- Opening Delimiter -
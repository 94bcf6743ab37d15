//! Palette produced by the quantizer.

use glam::DVec2;
use palette::Srgb;
use serde::{Deserialize, Serialize};

use crate::color;
use crate::image::SourceImage;
use crate::quantize::QuantizeOptions;

/// One representative color and the share of sampled pixels it covers.
#[derive(Debug, Clone, Copy, PartialEq, Serialize, Deserialize)]
pub struct PaletteEntry {
    /// Average color of the bucket.
    pub color: Srgb<u8>,
    /// Percentage of eligible pixels in the bucket, in `[0, 100]`.
    pub dominance: f64,
}

impl PaletteEntry {
    /// `#RRGGBB` label used by charts.
    pub fn hex(&self) -> String {
        color::to_hex(self.color)
    }
}

/// Ordered palette, most dominant entry first.
///
/// A palette is never edited in place; recomputation replaces it.
#[derive(Debug, Clone, PartialEq, Default, Serialize, Deserialize)]
pub struct Palette {
    entries: Vec<PaletteEntry>,
}

impl Palette {
    pub(crate) fn from_entries(entries: Vec<PaletteEntry>) -> Self {
        Self { entries }
    }

    pub fn entries(&self) -> &[PaletteEntry] {
        &self.entries
    }

    pub fn len(&self) -> usize {
        self.entries.len()
    }

    pub fn is_empty(&self) -> bool {
        self.entries.is_empty()
    }

    /// The most dominant entry. Presenters default their color swatch to it.
    pub fn dominant(&self) -> Option<&PaletteEntry> {
        self.entries.first()
    }

    pub fn iter(&self) -> impl Iterator<Item = &PaletteEntry> {
        self.entries.iter()
    }

    /// Index of the entry closest to `color`. Ties go to the earlier entry.
    pub fn nearest(&self, color: Srgb<u8>) -> Option<usize> {
        self.entries
            .iter()
            .enumerate()
            .min_by_key(|(_, entry)| color::distance_sq(entry.color, color))
            .map(|(idx, _)| idx)
    }

    /// Locate each entry inside `image`.
    ///
    /// Every eligible pixel is assigned to its nearest entry; the result holds
    /// the centroid (pixel-centre coordinates) of each entry's pixels, or
    /// `None` when no pixel was assigned to it.
    pub fn anchors(&self, image: &SourceImage, options: &QuantizeOptions) -> Vec<Option<DVec2>> {
        let mut sums = vec![(DVec2::ZERO, 0u64); self.entries.len()];

        for y in 0..image.height() {
            for (x, px) in image.row(y).iter().enumerate() {
                if !options.is_eligible(*px) {
                    continue;
                }
                let Some(idx) = self.nearest(Srgb::new(px[0], px[1], px[2])) else {
                    continue;
                };
                sums[idx].0 += DVec2::new(x as f64 + 0.5, y as f64 + 0.5);
                sums[idx].1 += 1;
            }
        }

        sums.into_iter()
            .map(|(sum, count)| (count > 0).then(|| sum / count as f64))
            .collect()
    }
}

impl<'a> IntoIterator for &'a Palette {
    type Item = &'a PaletteEntry;
    type IntoIter = std::slice::Iter<'a, PaletteEntry>;

    fn into_iter(self) -> Self::IntoIter {
        self.entries.iter()
    }
}

#[cfg(test)]
mod tests {
    use super::*;

    fn two_color_palette() -> Palette {
        Palette::from_entries(vec![
            PaletteEntry { color: Srgb::new(200, 0, 0), dominance: 75.0 },
            PaletteEntry { color: Srgb::new(0, 0, 200), dominance: 25.0 },
        ])
    }

    #[test]
    fn test_nearest_picks_closest_entry() {
        let palette = two_color_palette();
        assert_eq!(palette.nearest(Srgb::new(250, 10, 10)), Some(0));
        assert_eq!(palette.nearest(Srgb::new(10, 10, 150)), Some(1));
        assert_eq!(Palette::default().nearest(Srgb::new(0, 0, 0)), None);
    }

    #[test]
    fn test_anchors_are_centroids_of_assigned_pixels() {
        // Left column red, right column blue.
        let image = SourceImage::from_fn(2, 2, |x, _| {
            if x == 0 { [200, 0, 0, 255] } else { [0, 0, 200, 255] }
        });
        let anchors = two_color_palette().anchors(&image, &QuantizeOptions::default());
        assert_eq!(anchors[0], Some(DVec2::new(0.5, 1.0)));
        assert_eq!(anchors[1], Some(DVec2::new(1.5, 1.0)));
    }

    #[test]
    fn test_anchor_none_when_no_pixel_assigned() {
        let image = SourceImage::filled(2, 2, [200, 0, 0, 255]);
        let anchors = two_color_palette().anchors(&image, &QuantizeOptions::default());
        assert!(anchors[0].is_some());
        assert_eq!(anchors[1], None);
    }

    #[test]
    fn test_entry_serializes_color_and_dominance() {
        let entry = PaletteEntry { color: Srgb::new(1, 2, 3), dominance: 50.0 };
        let json = serde_json::to_value(entry).unwrap();
        assert_eq!(json["dominance"], 50.0);
        assert_eq!(json["color"]["red"], 1);
    }
}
- Closing Delimiter -
Wherever the string "Deserialize" occurs in the data, copy the line that holds it.

use serde::{Deserialize, Serialize};
#[derive(Debug, Clone, Copy, PartialEq, Serialize, Deserialize)]
#[derive(Debug, Clone, PartialEq, Default, Serialize, Deserialize)]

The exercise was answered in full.